Ebenfalls noch offen sind Entschädigungen für deutsche Kriegsverbrechen und -zerstörungen im Zweiten Weltkrieg in Polen. Dort verfolgte das Deutsche Reich eine Besatzungspolitik, die der Vorbereitung und Durchführung des Holocaust diente, die daneben aber auch, wie der Historiker Stefan Garstecki formuliert, einen "genozidalen Charakter ... gegenüber den ethnischen Polen" aufwies.[6] Bis zu sechs Millionen Polen kamen zu Tode, darunter rund drei Millionen jüdischen Glaubens, die zum großen Teil in den deutschen Vernichtungslagern ermordet wurden; auch die materiellen Zerstörungen waren enorm. Warschau fordert dafür bereits seit geraumer Zeit Entschädigung und hat den Betrag von einer Parlamentskommission feststellen lassen; er beläuft sich laut Berichten auf annähernd 850 Milliarden Euro.[7] Polnische Politiker bekräftigen immer wieder, man halte an der Forderung fest; zuletzt konstatierte der stellvertretende polnische Außenminister Szymon Szynkowski vel Sek, Deutschland habe die vom NS-Reich "im Zweiten Weltkrieg angerichteten Schäden [bis heute] nicht beglichen".[8] Berlin weist Polens Forderung, endlich Entschädigungen zu zahlen, seit je mit großer Konsequenz zurück (german-foreign-policy.com berichtete [9]).

Bleibende Forderungen

Dasselbe tut es gegenüber Griechenland. Athen fordert seit je, die Bundesrepublik müsse für die immensen Schäden zahlen, die das Deutsche Reich vom Zeitpunkt seines Überfalls am 6. April 1941 bis zum Abzug der Wehrmacht im Jahr 1944 angerichtet hatte.[10] Eine griechische Parlamentskommission kam im August 2016 zu dem Ergebnis, die deutsche Reparationsschuld gegenüber Griechenland belaufe sich heute auf umgerechnet 288 Milliarden Euro. Im Juni 2019 forderte die griechische Regierung zu Verhandlungen über Entschädigungszahlungen auf - und scheiterte damit: Berlin lehnte das Anliegen im Oktober 2019 rundheraus ab. Auch eine diplomatische Note vom Januar 2020 führte zu nichts. Zuletzt bestätigte Athen kurz vor dem 80. Jahrestag des deutschen Überfalls Anfang April dieses Jahres, es halte an seinem Anliegen fest: "Die Frage bleibt offen bis zur Erfüllung unserer Forderungen", erklärte ein Sprecher des griechischen Außenministeriums. "Diese Forderungen sind gültig und aktiv und sie werden mit jedem Mittel geltend gemacht."[11] Mit Blick auf die deutsche Praxis, Forderungen einfach auszusitzen, fügte der Sprecher schließlich noch hinzu: "Verhandlungen würden sehr positiv zur weiteren Förderung der griechisch-deutschen Beziehungen beitragen." Geschehen ist seitdem nichts.


Mehr zum Thema:

Schweigegeld statt Entschädigung,
https://www.german-foreign-policy.com/news/detail/8600/
Achthundert Milliarden
https://www.german-foreign-policy.com/news/detail/8339/
und Reparationsabwehr aus der Trickkiste.
https://www.german-foreign-policy.com/news/detail/7959/


Anmerkungen:

[1] Außenminister Maas zum Abschluss der Verhandlungen mit Namibia. auswaertiges-amt.de 28.05.2021.

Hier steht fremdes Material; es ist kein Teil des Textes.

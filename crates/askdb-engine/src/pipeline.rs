//! The turn pipeline: screening, synthesis, validation, execution, and the
//! bookkeeping around them.
//!
//! An [`Assistant`] owns the shared, immutable pieces (catalog snapshot,
//! model provider, execution gateway, audit log). Each [`Session`] runs its
//! turns strictly in sequence; sessions never share mutable state, so any
//! number of them can run concurrently against the same assistant.

use std::sync::atomic::{AtomicBool, Ordering};
use std::sync::Arc;
use std::time::Duration;

use askdb_duck::{ExecBudget, ExecError, ExecutionGateway, ResultSet};
use askdb_guard::{any_block, Action, FindingKind, GuardrailEngine, GuardrailFinding};
use askdb_schema::SchemaCatalog;
use askdb_sql::ValidateError;
use thiserror::Error;
use uuid::Uuid;

use crate::audit::{AuditLog, AuditOutcome};
use crate::config::Config;
use crate::model::{ModelError, ModelProvider};
use crate::session::{ConversationSession, Turn, TurnStatus};
use crate::synth::{SynthError, Synthesizer};

#[derive(Debug, Error)]
pub enum TurnError {
    /// A Block finding was raised at some stage. The findings live on the
    /// recorded turn; this error deliberately carries no match details.
    #[error("request was blocked by guardrails")]
    GuardrailBlocked,

    #[error("query synthesis failed: {0}")]
    Model(#[from] ModelError),

    #[error("candidate query was rejected: {0}")]
    Validation(#[from] ValidateError),

    #[error("query execution failed: {0}")]
    Execution(#[from] ExecError),

    #[error("turn was cancelled")]
    Cancelled,

    #[error("no turn with id {0}")]
    UnknownTurn(Uuid),

    #[error("turn {0} has no executable query")]
    NotExecutable(Uuid),
}

impl From<SynthError> for TurnError {
    fn from(err: SynthError) -> Self {
        match err {
            SynthError::Model(e) => TurnError::Model(e),
        }
    }
}

impl TurnError {
    /// End-user message. Guardrail and execution internals stay out of it.
    pub fn user_message(&self) -> String {
        match self {
            TurnError::GuardrailBlocked => {
                "The request could not be processed as asked. Try rephrasing the question.".into()
            }
            TurnError::Model(_) => "The query service is temporarily unavailable.".into(),
            TurnError::Validation(e) => format!("The generated query was not usable: {e}"),
            TurnError::Execution(ExecError::Timeout(_)) => "The query took too long and was stopped.".into(),
            TurnError::Execution(_) => "The query could not be executed.".into(),
            TurnError::Cancelled => "The request was cancelled.".into(),
            TurnError::UnknownTurn(_) | TurnError::NotExecutable(_) => {
                "That turn cannot be rerun.".into()
            }
        }
    }
}

/// Shared, session-independent engine state.
pub struct Assistant {
    catalog: Arc<SchemaCatalog>,
    guard: Arc<GuardrailEngine>,
    model: Arc<dyn ModelProvider>,
    gateway: Arc<ExecutionGateway>,
    audit: AuditLog,
    config: Config,
}

impl Assistant {
    pub fn new(config: Config, catalog: SchemaCatalog, model: Arc<dyn ModelProvider>) -> Self {
        let gateway = ExecutionGateway::new(config.execution.database_path.clone());
        Self {
            catalog: Arc::new(catalog),
            guard: Arc::new(GuardrailEngine::new(config.guard.clone())),
            model,
            gateway: Arc::new(gateway),
            audit: AuditLog::new(),
            config,
        }
    }

    pub fn audit(&self) -> &AuditLog {
        &self.audit
    }

    pub fn catalog(&self) -> &SchemaCatalog {
        &self.catalog
    }

    /// Open an independent conversation session. Sessions share the catalog
    /// snapshot and audit queue, nothing else.
    pub fn open_session(&self) -> Session {
        Session {
            catalog: Arc::clone(&self.catalog),
            guard: Arc::clone(&self.guard),
            synth: Synthesizer::new(Arc::clone(&self.model), &self.config.model),
            gateway: Arc::clone(&self.gateway),
            audit: self.audit.clone(),
            budget: ExecBudget {
                timeout: Duration::from_millis(self.config.execution.timeout_ms),
                max_rows: self.config.execution.max_fetch_rows,
            },
            limit_ceiling: self.config.execution.row_limit_ceiling,
            history_turns: self.config.model.history_turns,
            state: ConversationSession::new(),
            cancel: Arc::new(AtomicBool::new(false)),
        }
    }
}

/// One conversation. Turns run sequentially; `ask` and `rerun` both append
/// exactly one turn whether they succeed or fail.
pub struct Session {
    catalog: Arc<SchemaCatalog>,
    guard: Arc<GuardrailEngine>,
    synth: Synthesizer,
    gateway: Arc<ExecutionGateway>,
    audit: AuditLog,
    budget: ExecBudget,
    limit_ceiling: u64,
    history_turns: usize,
    state: ConversationSession,
    cancel: Arc<AtomicBool>,
}

impl Session {
    pub fn id(&self) -> Uuid {
        self.state.id
    }

    pub fn turns(&self) -> &[Turn] {
        self.state.turns()
    }

    pub fn turn(&self, id: Uuid) -> Option<&Turn> {
        self.state.turn(id)
    }

    /// Handle for cancelling the in-flight turn from another task. The flag
    /// is checked between pipeline stages and cleared at the start of the
    /// next turn.
    pub fn cancellation(&self) -> Arc<AtomicBool> {
        Arc::clone(&self.cancel)
    }

    fn check_cancel(&self) -> Result<(), TurnError> {
        if self.cancel.load(Ordering::Relaxed) {
            Err(TurnError::Cancelled)
        } else {
            Ok(())
        }
    }

    /// Run one full turn. The recorded turn (blocked, failed, or executed)
    /// is always the last element of [`Session::turns`] afterwards.
    pub async fn ask(&mut self, question: &str) -> Result<Uuid, TurnError> {
        self.cancel.store(false, Ordering::Relaxed);
        tracing::info!(session_id = %self.state.id, "turn started");

        // Screening runs over the raw input; only the redacted form is ever
        // stored or forwarded.
        let pre_findings = self.guard.screen_input(question);
        let redacted_question = askdb_guard::redact(question);

        let mut turn = Turn::new(redacted_question.clone());
        turn.pre_findings = pre_findings.clone();

        if any_block(&pre_findings) {
            turn.status = TurnStatus::Blocked;
            turn.error = Some(TurnError::GuardrailBlocked.user_message());
            return self.finish(turn, AuditOutcome::Blocked, Err(TurnError::GuardrailBlocked));
        }

        let history = self.state.history(self.history_turns);

        // First synthesis attempt, then at most one repair round driven by
        // the validator diagnostic.
        let mut repair_hint: Option<String> = None;
        let validated = loop {
            if let Err(e) = self.check_cancel() {
                turn.error = Some(e.user_message());
                return self.finish(turn, AuditOutcome::Cancelled, Err(e));
            }

            let candidate = match self
                .synth
                .synthesize(&redacted_question, &self.catalog, &history, repair_hint.as_deref())
                .await
            {
                Ok(candidate) => candidate,
                Err(e) => {
                    let err = TurnError::from(e);
                    turn.error = Some(err.user_message());
                    return self.finish(turn, AuditOutcome::SynthesisFailed, Err(err));
                }
            };

            // Output screening, then the pattern pre-screen, both over the
            // raw candidate before any structural parsing. Only the redacted
            // copy of the candidate is stored on the turn.
            let mut screening = self.guard.screen_output(&candidate);
            screening.extend(self.guard.prescreen_sql(&candidate));
            turn.candidate_query = Some(askdb_guard::redact(&candidate));
            turn.post_findings.extend(screening);
            if any_block(&turn.post_findings) {
                turn.status = TurnStatus::Blocked;
                turn.error = Some(TurnError::GuardrailBlocked.user_message());
                return self.finish(turn, AuditOutcome::Blocked, Err(TurnError::GuardrailBlocked));
            }

            match askdb_sql::validate(&candidate, &self.catalog, self.limit_ceiling) {
                Ok(validated) => break validated,
                Err(e) if repair_hint.is_none() => {
                    tracing::info!(error = %e, "validation failed, attempting repair");
                    repair_hint = Some(e.to_string());
                }
                Err(e) => {
                    let err = TurnError::from(e);
                    turn.error = Some(err.user_message());
                    return self.finish(turn, AuditOutcome::ValidationFailed, Err(err));
                }
            }
        };

        // The raw SQL lives only inside `validated` for execution; the
        // stored copy, which feeds display and later prompts, is redacted.
        turn.sanitized_query = Some(askdb_guard::redact(&validated.sql()));

        if let Err(e) = self.check_cancel() {
            turn.error = Some(e.user_message());
            return self.finish(turn, AuditOutcome::Cancelled, Err(e));
        }

        match self.gateway.execute(&validated, &self.budget).await {
            Ok(result) => {
                let (result, findings) = redact_result(&self.guard, result);
                turn.post_findings.extend(findings);
                turn.result = Some(result);
                turn.validated = Some(validated);
                turn.status = TurnStatus::Executed;
                let id = turn.id;
                self.finish(turn, AuditOutcome::Executed, Ok(id))
            }
            Err(e) => {
                let err = TurnError::from(e);
                turn.error = Some(err.user_message());
                turn.validated = Some(validated);
                self.finish(turn, AuditOutcome::ExecutionFailed, Err(err))
            }
        }
    }

    /// Re-execute the sanitized query of an earlier executed turn against
    /// current data. No re-screening of the input and no resynthesis; the
    /// fresh result still goes through output redaction.
    pub async fn rerun(&mut self, turn_id: Uuid) -> Result<Uuid, TurnError> {
        self.cancel.store(false, Ordering::Relaxed);

        let (user_text, sanitized, result) = {
            let original = self
                .state
                .turn(turn_id)
                .ok_or(TurnError::UnknownTurn(turn_id))?;
            let validated = original
                .validated
                .as_ref()
                .ok_or(TurnError::NotExecutable(turn_id))?;
            let result = self.gateway.execute(validated, &self.budget).await;
            (
                original.user_text.clone(),
                original.sanitized_query.clone(),
                result,
            )
        };

        let mut turn = Turn::new(user_text);
        turn.sanitized_query = sanitized;

        match result {
            Ok(result) => {
                let (result, findings) = redact_result(&self.guard, result);
                turn.post_findings = findings;
                turn.result = Some(result);
                turn.status = TurnStatus::Executed;
                let id = turn.id;
                self.finish(turn, AuditOutcome::Executed, Ok(id))
            }
            Err(e) => {
                let err = TurnError::from(e);
                turn.error = Some(err.user_message());
                self.finish(turn, AuditOutcome::ExecutionFailed, Err(err))
            }
        }
    }

    /// Append the turn and emit its audit record in one place, so every exit
    /// path of `ask`/`rerun` records consistently.
    fn finish(
        &mut self,
        turn: Turn,
        outcome: AuditOutcome,
        result: Result<Uuid, TurnError>,
    ) -> Result<Uuid, TurnError> {
        let mut findings = turn.pre_findings.clone();
        findings.extend(turn.post_findings.iter().cloned());
        let turn_id = turn.id;
        self.audit.record(self.state.id, turn_id, outcome, findings);
        self.state.append(turn);
        result
    }
}

/// Redact PII out of string cells and report what was redacted. Numeric and
/// null cells pass through untouched.
fn redact_result(
    guard: &GuardrailEngine,
    mut result: ResultSet,
) -> (ResultSet, Vec<GuardrailFinding>) {
    let mut findings = Vec::new();
    for row in &mut result.rows {
        for cell in row.iter_mut() {
            if let serde_json::Value::String(text) = cell {
                let cell_findings: Vec<GuardrailFinding> = guard
                    .screen_output(text)
                    .into_iter()
                    .filter(|f| f.kind == FindingKind::Pii && f.action == Action::Redact)
                    .collect();
                if !cell_findings.is_empty() {
                    *cell = serde_json::Value::String(askdb_guard::redact(text));
                    findings.extend(cell_findings);
                }
            }
        }
    }
    (result, findings)
}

[2] S. dazu Annahme verweigert
https://www.german-foreign-policy.com/news/detail/7503/
und Schweigegeld statt Entschädigung.
https://www.german-foreign-policy.com/news/detail/8600/

[3] Cai Nebe, Sakeus Iileka: Namibia vertagt Abstimmung über deutsche Entschädigungen erneut. dw.com 21.09.2021.

[4] S. dazu Auf dem Weg zum Vernichtungskrieg (I)
https://www.german-foreign-policy.com/news/detail/7246/
und Meilensteine deutscher Erinnerung.
https://www.german-foreign-policy.com/news/detail/7599/

[5] Antonio Cascais: Germany's colonial past catches up with it. dw.com 30.08.2020.

[6] Stefan Garsztecki: Deutsche Kriegsreparationen an Polen? Hintergründe und Einschätzungen eines nicht nur innerpolnischen Streites. In: Polen-Analysen Nr. 227, 27.11.2018. S. 2-7.
S. auch Die Berliner Reparationsverweigerung.
https://www.german-foreign-policy.com/news/detail/8034/

[7] Sven Felix Kellerhoff: Warum in Polen jetzt 850 Milliarden von Deutschland gefordert werden. welt.de 20.08.2019.

8] Nach Steinmeier-Äußerung: Polens Regierung will neue Debatte um Reparationen. rnd.de 11.02.2021.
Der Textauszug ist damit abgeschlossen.